In Monster Culture in the 21st Century, theorists Marina Levina and Diem-My T. Bui explain, “Monster narratives…represent collective social anxieties over resisting and embracing change…They can be read as a response to a rapidly changing cultural, social, political, economic, and moral landscape” (1-2). Jeffrey Jerome Cohen adds that “The monstrum is etymologically ‘that which reveals,’ ‘that which warns’” (4). In “Monstrosity,” James Eli Adams writes, “Monsters are always with us. Whatever obscure psychic needs and anxieties monsters address, monstrosity more obviously helps to define the manifold meanings we attach to the idea of the human” (776). That is to say that the monsters we invent tell us about our specific historical context, our fears of the impending future, and who we think we are as humans. By examining the ways in which the interpersonal relationships drawn by Eliot are monstrous and by subsequently reading the relationships through the lens of contemporary monster theory, we gain not only a greater understanding of the poems themselves but also of Eliot’s situatedness in a particular historical moment, his perspective on what it means to be human, and his fears about the future. Published at the advent of the Modernist movement, these poems “present a snap-shot of humankind on the thin line between the bestial and the fully human and suggest the complex but fragile situation of human beings in the modern world” (Brooker 437).

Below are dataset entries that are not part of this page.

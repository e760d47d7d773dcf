//! Patient models.

use std::fmt;

use serde::{Deserialize, Serialize};

/// Patient details captured on the information step.
#[derive(Debug, Clone, Default, Serialize, Deserialize, PartialEq)]
#[serde(rename_all = "camelCase")]
pub struct PatientInfo {
    /// First name (required)
    pub first_name: String,
    /// Last name (required)
    pub last_name: String,
    /// Contact email (required, `local@domain.tld`)
    pub email: String,
    /// Contact phone (required)
    pub phone: String,
    /// Birth date as entered (required)
    pub birth_date: String,
    /// First visit to the practice
    pub is_new_patient: bool,
    /// Free-text reason for the visit
    pub notes: String,
}

impl PatientInfo {
    /// Create patient info with the required fields.
    pub fn new(
        first_name: &str,
        last_name: &str,
        email: &str,
        phone: &str,
        birth_date: &str,
    ) -> Self {
        Self {
            first_name: first_name.to_string(),
            last_name: last_name.to_string(),
            email: email.to_string(),
            phone: phone.to_string(),
            birth_date: birth_date.to_string(),
            is_new_patient: false,
            notes: String::new(),
        }
    }

    /// "First Last" as shown on the confirmation.
    pub fn full_name(&self) -> String {
        format!("{} {}", self.first_name.trim(), self.last_name.trim())
    }

    /// Read a text field.
    pub fn field(&self, field: PatientField) -> &str {
        match field {
            PatientField::FirstName => &self.first_name,
            PatientField::LastName => &self.last_name,
            PatientField::Email => &self.email,
            PatientField::Phone => &self.phone,
            PatientField::BirthDate => &self.birth_date,
            PatientField::Notes => &self.notes,
        }
    }

    /// Overwrite a text field.
    pub fn set_field(&mut self, field: PatientField, value: String) {
        match field {
            PatientField::FirstName => self.first_name = value,
            PatientField::LastName => self.last_name = value,
            PatientField::Email => self.email = value,
            PatientField::Phone => self.phone = value,
            PatientField::BirthDate => self.birth_date = value,
            PatientField::Notes => self.notes = value,
        }
    }
}

/// Text fields of the patient form.
#[derive(Debug, Clone, Copy, Serialize, Deserialize, PartialEq, Eq, PartialOrd, Ord, Hash)]
#[serde(rename_all = "camelCase")]
pub enum PatientField {
    FirstName,
    LastName,
    Email,
    Phone,
    BirthDate,
    Notes,
}

impl PatientField {
    /// Fields that must be filled before confirming.
    pub const REQUIRED: [PatientField; 5] = [
        PatientField::FirstName,
        PatientField::LastName,
        PatientField::Email,
        PatientField::Phone,
        PatientField::BirthDate,
    ];

    /// Form field name as used by the presentation layer.
    pub fn as_str(&self) -> &'static str {
        match self {
            PatientField::FirstName => "firstName",
            PatientField::LastName => "lastName",
            PatientField::Email => "email",
            PatientField::Phone => "phone",
            PatientField::BirthDate => "birthDate",
            PatientField::Notes => "notes",
        }
    }

    /// Parse a form field name.
    pub fn parse(name: &str) -> Option<Self> {
        match name {
            "firstName" => Some(PatientField::FirstName),
            "lastName" => Some(PatientField::LastName),
            "email" => Some(PatientField::Email),
            "phone" => Some(PatientField::Phone),
            "birthDate" => Some(PatientField::BirthDate),
            "notes" => Some(PatientField::Notes),
            _ => None,
        }
    }

    pub fn is_required(&self) -> bool {
        !matches!(self, PatientField::Notes)
    }
}

impl fmt::Display for PatientField {
    fn fmt(&self, f: &mut fmt::Formatter<'_>) -> fmt::Result {
        f.write_str(self.as_str())
    }
}

#[cfg(test)]
mod tests {
    use super::*;

    #[test]
    fn test_full_name() {
        let patient = PatientInfo::new(" Jean ", "Dupont", "jean@example.fr", "0612345678", "1990-01-01");
        assert_eq!(patient.full_name(), "Jean Dupont");
        assert!(!patient.is_new_patient);
    }

    #[test]
    fn test_field_accessors() {
        let mut patient = PatientInfo::default();
        patient.set_field(PatientField::Phone, "0612345678".into());
        assert_eq!(patient.field(PatientField::Phone), "0612345678");
        assert_eq!(patient.field(PatientField::Email), "");
    }

    #[test]
    fn test_field_names_round_trip() {
        for field in PatientField::REQUIRED {
            assert_eq!(PatientField::parse(field.as_str()), Some(field));
            assert!(field.is_required());
        }
        assert!(!PatientField::Notes.is_required());
        assert_eq!(PatientField::parse("isNewPatient"), None);
    }

    #[test]
    fn test_json_keys_match_form_names() {
        let patient = PatientInfo::new("Jean", "Dupont", "jean@example.fr", "0612345678", "1990-01-01");
        let value = serde_json::to_value(&patient).unwrap();

        for field in PatientField::REQUIRED {
            assert!(value.get(field.as_str()).is_some(), "missing key {}", field.as_str());
        }
        assert_eq!(value["isNewPatient"], false);
        assert!(value.get("first_name").is_none());
    }
}
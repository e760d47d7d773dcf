//! Practice contact information.

use serde::{Deserialize, Serialize};

/// Postal address of the practice.
#[derive(Debug, Clone, Serialize, Deserialize, PartialEq)]
pub struct Address {
    pub name: String,
    pub street: String,
    pub postal_code: String,
    pub city: String,
    pub country: String,
}

impl Address {
    /// "street, postal_code city"
    pub fn one_line(&self) -> String {
        format!("{}, {} {}", self.street, self.postal_code, self.city)
    }
}

/// Doctor and practice details shown around the booking flow.
#[derive(Debug, Clone, Serialize, Deserialize, PartialEq)]
pub struct PracticeInfo {
    pub doctor_name: String,
    pub title: String,
    pub specialty: String,
    pub convention: String,
    pub credentials: String,
    pub address: Address,
    pub phone: String,
    /// Emergency number to dial instead of booking
    pub emergency: String,
    pub email: String,
    pub website: String,
}

impl Default for PracticeInfo {
    fn default() -> Self {
        Self {
            doctor_name: "Dr. Laurent GRIMAUD".into(),
            title: "Médecin Généraliste".into(),
            specialty: "Médecine Générale et Spécialisée Urgences".into(),
            convention: "Conventionné Secteur 2 avec l'Assurance Maladie".into(),
            credentials: "Maître de Stage des Universités".into(),
            address: Address {
                name: "Centre Médical Pont de l'Arc".into(),
                street: "4 Rue Frédéric ROSA".into(),
                postal_code: "13090".into(),
                city: "Aix-en-Provence".into(),
                country: "France".into(),
            },
            phone: "04 86 31 94 11".into(),
            emergency: "15".into(),
            email: "aixecho462@gmail.com".into(),
            website: "www.ameli.direct.amelie.fr".into(),
        }
    }
}

#[cfg(test)]
mod tests {
    use super::*;

    #[test]
    fn test_address_one_line() {
        let practice = PracticeInfo::default();
        assert_eq!(
            practice.address.one_line(),
            "4 Rue Frédéric ROSA, 13090 Aix-en-Provence"
        );
        assert_eq!(practice.emergency, "15");
    }
}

As is characteristic of much of Eliot’s poetry, the narrative of “The Love Song of J. Alfred Prufrock” can be read in myriad ways. Is this a story of a man who has a wife but has lost interest in her and dreams of other women? Is Prufrock a loner, a virgin, what in contemporary culture we might refer to as an “incel,” who fantasizes about women but is too afraid (or, paradoxically, repelled) to approach one? Is the “you” (1) of the poem an already existing female partner or a potential future companion, or is Prufrock simply resorting to conversation with his own psyche in the depths of his loneliness? The poem has been read in all of these ways. However, in any of these cases, the negative state of the interpersonal is the same–and it is emphatic in its bleakness.
Prufrock is anxious and depressed, and he simultaneously desires and is disappointed by the female sexual or romantic company available to him. S. M. A. Rauf notes that Prufrock’s “love of women is stale, lacking the warmth of affection…[and] sterile” (4). Prufrock chastens, “Oh, do not ask, ‘What is it?’” (11), and readers may get a whiff of his annoyance at a woman’s “nagging” (ostensibly caring or thoughtful) inquiry. His view of real-world women is barbed with a judgment and dissatisfaction that can only be called misogynistic. “In the room the women come and go / Talking of Michelangelo,” he notes, in a tone that seems to mock what he sees as women’s faux intellectual conversation (13-14; 35-36). The particular disenchantment he experiences when confronted with the reality of women is best expressed in the lines, “Arms that are braceleted and white and bare / [But in the lamplight, downed with light brown hair!]” (63-64). Here, the lamplight reveals the reality behind the fantasy–the arresting fact of a women’s body hair when the adorned, porcelain-like fantasy arm is given a closer look. When he tries to get up the courage to approach a woman, be it wife or stranger (“‘Do I dare?’ and ‘Do I dare?’” [38]), his inner voice cries, “[They will say: ‘How his hair is growing thin!’]…[They will say: ‘But how his arms and legs are thin!’]” (41, 44). Prufrock’s disdain for the women he encounters is entangled with and thickened by his fear of their judgment of him.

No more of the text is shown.